In this project, I analyzed residential real estate data of USA to explore the historical house prices by state and by region. I also digged a bit deeper to look at which variable in the Census data impacted the house price in America between 2008 and 2012.
The data I used are:
The data structure of house data set:
## 'data.frame': 1780680 obs. of 6 variables:
## $ RegionName: Factor w/ 6290 levels "Aberdeen","Abingdon",..: 3618 2980 891 4114 4119 2811 4650 1180 4657 2508 ...
## $ state : Factor w/ 43 levels "AL","AR","AZ",..: 30 4 13 34 3 29 4 38 4 9 ...
## $ Metro : Factor w/ 558 levels "","Aberdeen",..: 349 285 90 389 390 270 438 116 440 240 ...
## $ CountyName: Factor w/ 927 levels "Adair","Adams",..: 691 481 190 649 507 165 752 216 761 255 ...
## $ monthyear : Date, format: "1996-04-01" "1996-04-01" ...
## $ price : num 121.4 112.9 90.7 42.3 62.5 ...
This date set contains the following features: RegionName, state, Metro, CountyName, monthyear, and price. The features of interest in this project are state, Metro, monthyear, and price.
Besides house data, I attempted to use Census data to understand how economy and demographics affect house price.
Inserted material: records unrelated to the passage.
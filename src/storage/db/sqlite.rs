//! SQLite backend implementation using sqlx.
//!
//! Provides connection pooling and database operations for SQLite.

use sqlx::sqlite::{
    SqliteConnectOptions, SqliteJournalMode, SqlitePool as SqlxPool, SqlitePoolOptions,
    SqliteSynchronous,
};
use std::str::FromStr;
use std::time::Duration;

use crate::storage::StorageError;

/// Default maximum connections in the pool.
pub const DEFAULT_MAX_CONNECTIONS: u32 = 5;

/// Default connection timeout.
const DEFAULT_CONNECT_TIMEOUT: Duration = Duration::from_secs(30);

/// How long a connection waits on a locked database before failing.
const BUSY_TIMEOUT: Duration = Duration::from_secs(5);

/// SQLite connection pool wrapper.
///
/// Wraps sqlx's SqlitePool with sensible defaults for WAL mode and connection pooling.
#[derive(Clone)]
pub struct SqlitePool {
    inner: SqlxPool,
}

impl std::fmt::Debug for SqlitePool {
    fn fmt(&self, f: &mut std::fmt::Formatter<'_>) -> std::fmt::Result {
        f.debug_struct("SqlitePool").finish_non_exhaustive()
    }
}

impl SqlitePool {
    /// Connect with the default pool size.
    pub async fn connect(url: &str) -> Result<Self, StorageError> {
        Self::connect_with(url, DEFAULT_MAX_CONNECTIONS).await
    }

    /// Connect to a SQLite database.
    ///
    /// # Arguments
    ///
    /// * `url` - SQLite connection URL, e.g., `sqlite:data/temporallayr.db?mode=rwc`
    /// * `max_connections` - pool size; forced to 1 for in-memory databases,
    ///   where every connection would otherwise see its own empty database
    ///
    /// # Configuration
    ///
    /// - WAL journal mode for better concurrency
    /// - Normal synchronous mode for performance with durability
    /// - Create database if not exists (mode=rwc)
    pub async fn connect_with(url: &str, max_connections: u32) -> Result<Self, StorageError> {
        let options = SqliteConnectOptions::from_str(url)?
            .journal_mode(SqliteJournalMode::Wal)
            .synchronous(SqliteSynchronous::Normal)
            .busy_timeout(BUSY_TIMEOUT)
            .create_if_missing(true);

        let in_memory = url.contains(":memory:") || url.contains("mode=memory");
        let max_connections = if in_memory { 1 } else { max_connections.max(1) };

        let pool = SqlitePoolOptions::new()
            .max_connections(max_connections)
            .min_connections(u32::from(in_memory))
            .acquire_timeout(DEFAULT_CONNECT_TIMEOUT)
            // Keep the single in-memory connection alive for the pool's lifetime.
            .idle_timeout(None)
            .max_lifetime(None)
            .connect_with(options)
            .await?;

        Ok(Self { inner: pool })
    }

    /// Get the underlying sqlx pool for direct query execution.
    #[inline]
    pub fn inner(&self) -> &SqlxPool {
        &self.inner
    }

    /// Close the connection pool gracefully.
    pub async fn close(&self) {
        self.inner.close().await;
    }

    /// Check if the pool is closed.
    pub fn is_closed(&self) -> bool {
        self.inner.is_closed()
    }
}

#[cfg(test)]
mod tests {
    use super::*;

    #[tokio::test]
    async fn test_sqlite_pool_connect() {
        let pool = SqlitePool::connect("sqlite::memory:").await.unwrap();
        assert!(!pool.is_closed());

        let row: (i32,) = sqlx::query_as("SELECT 1")
            .fetch_one(pool.inner())
            .await
            .unwrap();
        assert_eq!(row.0, 1);

        pool.close().await;
        assert!(pool.is_closed());
    }

    #[tokio::test]
    async fn test_sqlite_pool_file_database() {
        let dir = tempfile::tempdir().unwrap();
        let url = format!("sqlite:{}?mode=rwc", dir.path().join("pool.db").display());
        let pool = SqlitePool::connect_with(&url, 2).await.unwrap();

        let row: (String,) = sqlx::query_as("PRAGMA journal_mode")
            .fetch_one(pool.inner())
            .await
            .unwrap();
        assert_eq!(row.0, "wal");

        pool.close().await;
    }
}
I think these data will help support my investigation and data exploratory of house price data.
I obtained the Census data of US American Community Survey 5 year estimates (2008-2012) from an API.
The features of interest are below:
| no. | table.number | feature | dataframe |
|---|---|---|---|
| 1 | B25026 | Total population in occupied housing units by tenure | “df_pop_state” |
| 2 | B01002 | Median age by sex | “df_median.age” |
| 3 | B25119 | Median household income by tenure | “df_median.income” |
| 4 | B25105 | Median Monthly housing costs | “df_median.housecost” |
| 5 | B25097 | Mortgage status by median value | “df_median.housevalue” |
| 6 | B25103 | Mortgage status by median real estate taxes paid | “df_housetax” |
| 7 | B25119 | Median year structure built | “df_houseyear” |
| 8 | B25039 | Median year householder moved into unit by tenure | “df_moveyear” |
Besides Census data, I also explored violent crime rates data of USA from the rMaps package.
I removed outliers from the house data.
The median sold price in the house data set contains lots of outliers (Fig 2-1a). I removed the outliers and only included the prices that are within 95 % of median price value. The box plot after removing outliers is shown in Fig 2-1b.
I summarized the data contained the data of house price, Census data, and crime rates between 2008 and 2012:
## state region median_sold_price n rn pop med.age
## 1 AL South 88.7611 1767 1 4777326 37.8
## 2 AR South 73.7366 2172 4 2916372 37.4
## 3 AZ West 100.7179 2768 3 6410979 36.0
## 4 CA West 199.2475 17672 5 37325068 35.2
## 5 CO West 130.6381 3516 6 5042853 36.1
## 6 CT Northeast 155.0388 3229 7 3572213 40.0
## med.housecost med.housevalue med.income housetax houseyear house.year
## 1 739 122300 54032 575 1980 32
## 2 667 106300 51169 715 1981 31
## 3 1009 175900 61647 1460 1988 24
## 4 1441 383900 82899 3379 1973 39
## 5 1154 236800 74794 1529 1980 32
## 6 1421 285900 89691 5059 1963 49
## yearmove move.year median_crime
## 1 2002 10 450.1
## 2 2003 9 505.3
## 3 2004 8 426.5
## 4 2003 9 473.3
## 5 2004 8 338.8
## 6 2001 11 300.9
The observations of Census data:
## [1] 51
The observations of house data:
## [1] 42
It turns out that 9 states (AK, ID, KS, MT, ND, NM, SD, UT, and WY) are missing in the house data set of Zillow.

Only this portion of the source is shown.